A herd of migrating elephants has stolen the limelight from the giant pandas which dominated the most popular position of China’s iconic animals for decades.
The wild Asian elephants’ “adventure” has captured not only domestic attention but that of global too for over a month and there is no sign of fading.
These mammals caught people’s attention after they were spotted roaming at residential areas in Yuxi city, Yunnan province, in late May.
Since then, their movements and daily activities have been the talk of the town, occupying a permanent slot on hot topics chart across social media platforms and gaining millions of followers.
Thousands of articles on the herd bathing in the rivers, feeding on crops in farms, playing in the mud and visiting people’s homes were widely reported.
The act of a baby elephant refusing to take an afternoon nap and kept disturbing its mother that was asleep, the sight of a male adult stopping a fight between two female elephants and the herd huddled together for warmth during thunderstorms melted the hearts of many internet users.
Making their way through forests and suburban zones, the elephants have marched over 700km up north from their home at Xishuangbanna National Nature Reserve and their destination remained unknown, as of now.
Asian elephants, found mainly in Yunnan, have a small population of around 300 in China.
They move in family units, led by a matriarch.
This north-bound group is identified as the “Short Nose Family”.
The name was given as one of the females has a shorter nose following an injury, according to a special report on China Central Television.
The family of 16 embarked on a “long holiday” in March last year.
They took “a slow” walk and spent nine months to reach Mojiang of Pu’er city, where they welcomed a new member following the birth of a baby elephant.
After a short rest, they moved on again and entered Yuanjiang county of Yuxi city on April 16.
The herd came across a winery and just like some humans, elephants could not resist drinking.
Two of them ended up “drunk” and could not keep up with the others.
Left with no other options, they returned to their original habitat in Mojiang.
The remaining 15 elephants continued to trek up north.
Their journey came to light after news of them entering the residential zones was highlighted by the local media.
On May 27, the herd caught the residents by surprise when they suddenly appeared in a neighbourhood of Eshan county.
A businessman, identified only as Jia, said he saw the elephants from the windows of his tyre shop.
“It was around 10pm, I heard noises on the street and looked out – wow, elephants!” he told the Global Times while sharing the extremely rare experience.
After leaving the town, they carried on the journey and arrived at the provincial capital of Kunming on June 2.
Four days later, a male elephant left the herd and began to wander around the cities alone.
He was captured and sent back to its original habitat in Xishuangbanna Dai autonomous prefecture last Wednesday.
After spending some 10 days in Kunming, the remaining 14 elephants entered Yuxi again and has been moving back and forth within the forest areas.
Drones have been used to monitor the herd’s movement round the clock.

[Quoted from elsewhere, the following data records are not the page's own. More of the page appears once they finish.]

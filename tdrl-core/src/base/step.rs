//! Environment step.
use super::Env;
use anyhow::Result;

/// Additional information to `Obs` and `Act`.
pub trait Info {}

impl Info for () {}

/// Represents an action, observation and reward tuple `(a_t, o_t+1, r_t)`
/// with some additional information.
///
/// An environment emits [`Step`] object at every interaction steps.
/// This object is used to create transitions `(o_t, a_t, o_t+1, r_t)`.
pub struct Step<E: Env> {
    /// Action.
    pub act: E::Act,

    /// Observation.
    pub obs: E::Obs,

    /// Reward.
    pub reward: Vec<f32>,

    /// Flag denoting if episode is terminated.
    pub is_terminated: Vec<i8>,

    /// Flag denoting if episode is truncated.
    pub is_truncated: Vec<i8>,

    /// Information defined by user.
    pub info: E::Info,

    /// Initial observation of the next episode, set by [`Env::step_with_reset`]
    /// when the episode ends.
    pub init_obs: Option<E::Obs>,
}

impl<E: Env> Step<E> {
    /// Constructs a [`Step`] object.
    pub fn new(
        obs: E::Obs,
        act: E::Act,
        reward: Vec<f32>,
        is_terminated: Vec<i8>,
        is_truncated: Vec<i8>,
        info: E::Info,
        init_obs: Option<E::Obs>,
    ) -> Self {
        Step {
            act,
            obs,
            reward,
            is_terminated,
            is_truncated,
            info,
            init_obs,
        }
    }

    #[inline]
    /// Terminated or truncated.
    pub fn is_done(&self) -> bool {
        self.is_terminated[0] == 1 || self.is_truncated[0] == 1
    }
}

/// Process [`Step`] and output an item [`Self::Output`].
///
/// This trait is used in [`Trainer`](crate::Trainer). [`Step`] object is transformed to
/// [`Self::Output`], which will be pushed into a replay buffer implementing
/// [`ExperienceBufferBase`](crate::ExperienceBufferBase).
/// The type [`Self::Output`] should be the same with [`ExperienceBufferBase::Item`].
///
/// [`Self::Output`]: StepProcessor::Output
/// [`ExperienceBufferBase::Item`]: crate::ExperienceBufferBase::Item
pub trait StepProcessor<E: Env> {
    /// Configuration.
    type Config: Clone;

    /// The type of transitions produced by this trait.
    type Output;

    /// Build a producer.
    fn build(config: &Self::Config) -> Self;

    /// Resets the object with the initial observation of an episode.
    ///
    /// Fails if the observation cannot be converted into the stored type.
    fn reset(&mut self, init_obs: E::Obs) -> Result<()>;

    /// Processes a [`Step`] object.
    ///
    /// Fails if [`StepProcessor::reset`] has not been called, or if the episode
    /// ended but the step does not carry the initial observation of the next one.
    fn process(&mut self, step: Step<E>) -> Result<Self::Output>;
}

Last week, the local government dispersed over 280 wild mushroom pickers from the forest to avoid the herd, which was heading towards their direction.
Just as all eyes were on the northbound elephants, it was reported that another herd of 17 has made its way to the Xishuangbanna Tropical Botanical Garden of the Chinese Academy of Science in May.

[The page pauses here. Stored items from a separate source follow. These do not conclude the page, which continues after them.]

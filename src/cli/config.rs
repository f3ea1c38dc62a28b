//! Shared argument groups for CLI commands

use std::{path::PathBuf, thread, time::Duration};

use anyhow::{Context, Result};
use clap::Args;

use crate::pipeline::{JsonlObserver, ProgressObserver, TrainingPipeline};

/// Options every training command accepts
#[derive(Args, Debug, Clone, Default)]
pub struct CommonArgs {
    /// Random seed for reproducibility
    #[arg(long)]
    pub seed: Option<u64>,

    /// Show progress bar
    #[arg(long, default_value_t = false)]
    pub progress: bool,

    /// Optional path for writing a summary JSON file
    #[arg(long)]
    pub summary: Option<PathBuf>,

    /// Optional file for per-episode JSONL observations
    #[arg(long)]
    pub observations: Option<PathBuf>,
}

impl CommonArgs {
    /// Attach the observers these options ask for.
    pub fn attach_observers(&self, mut pipeline: TrainingPipeline) -> Result<TrainingPipeline> {
        if self.progress {
            pipeline = pipeline.with_observer(Box::new(ProgressObserver::new()));
        }
        if let Some(path) = &self.observations {
            let observer = JsonlObserver::new(path)
                .with_context(|| format!("Failed to create observations file {}", path.display()))?;
            pipeline = pipeline.with_observer(Box::new(observer));
        }
        Ok(pipeline)
    }
}

/// Options for replaying the greedy policy after training
#[derive(Args, Debug, Clone)]
pub struct DemoArgs {
    /// Print a greedy run of the learned policy
    #[arg(long, default_value_t = false)]
    pub demo: bool,

    /// Pause between demo frames, in milliseconds
    #[arg(long, default_value_t = 100)]
    pub delay_ms: u64,

    /// Stop the demo after this many steps
    #[arg(long, default_value_t = 100)]
    pub max_steps: usize,
}

impl DemoArgs {
    pub fn pause(&self) {
        if self.delay_ms > 0 {
            thread::sleep(Duration::from_millis(self.delay_ms));
        }
    }
}

impl Default for DemoArgs {
    fn default() -> Self {
        Self {
            demo: false,
            delay_ms: 100,
            max_steps: 100,
        }
    }
}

The mammals left the nature reserve and headed some 100km down south.
Their route ahead was blocked by a river, in which a calf had difficulty crossing the rapid water.
So, the herd moved into the nearby garden and stayed on since May 24.
It is unusual for elephants to leave their habitat.
Experts attributed the elephants’ movement to shrinking habitat and food sources as a result of overpopulation.
Due to a series of wildlife protection measures, the number of wild elephants in Xishuangbanna National Nature Reserve has double-up over the past four decades.
Human activities and climate change were said to be among other reasons.
In general, the experts believed the elephants are in search for new homes.
The elephant fever has raised awareness on wildlife and nature protection among the people, who called for more actions to be given to ensure sufficient habitats and a healthy ecosystem for these animals.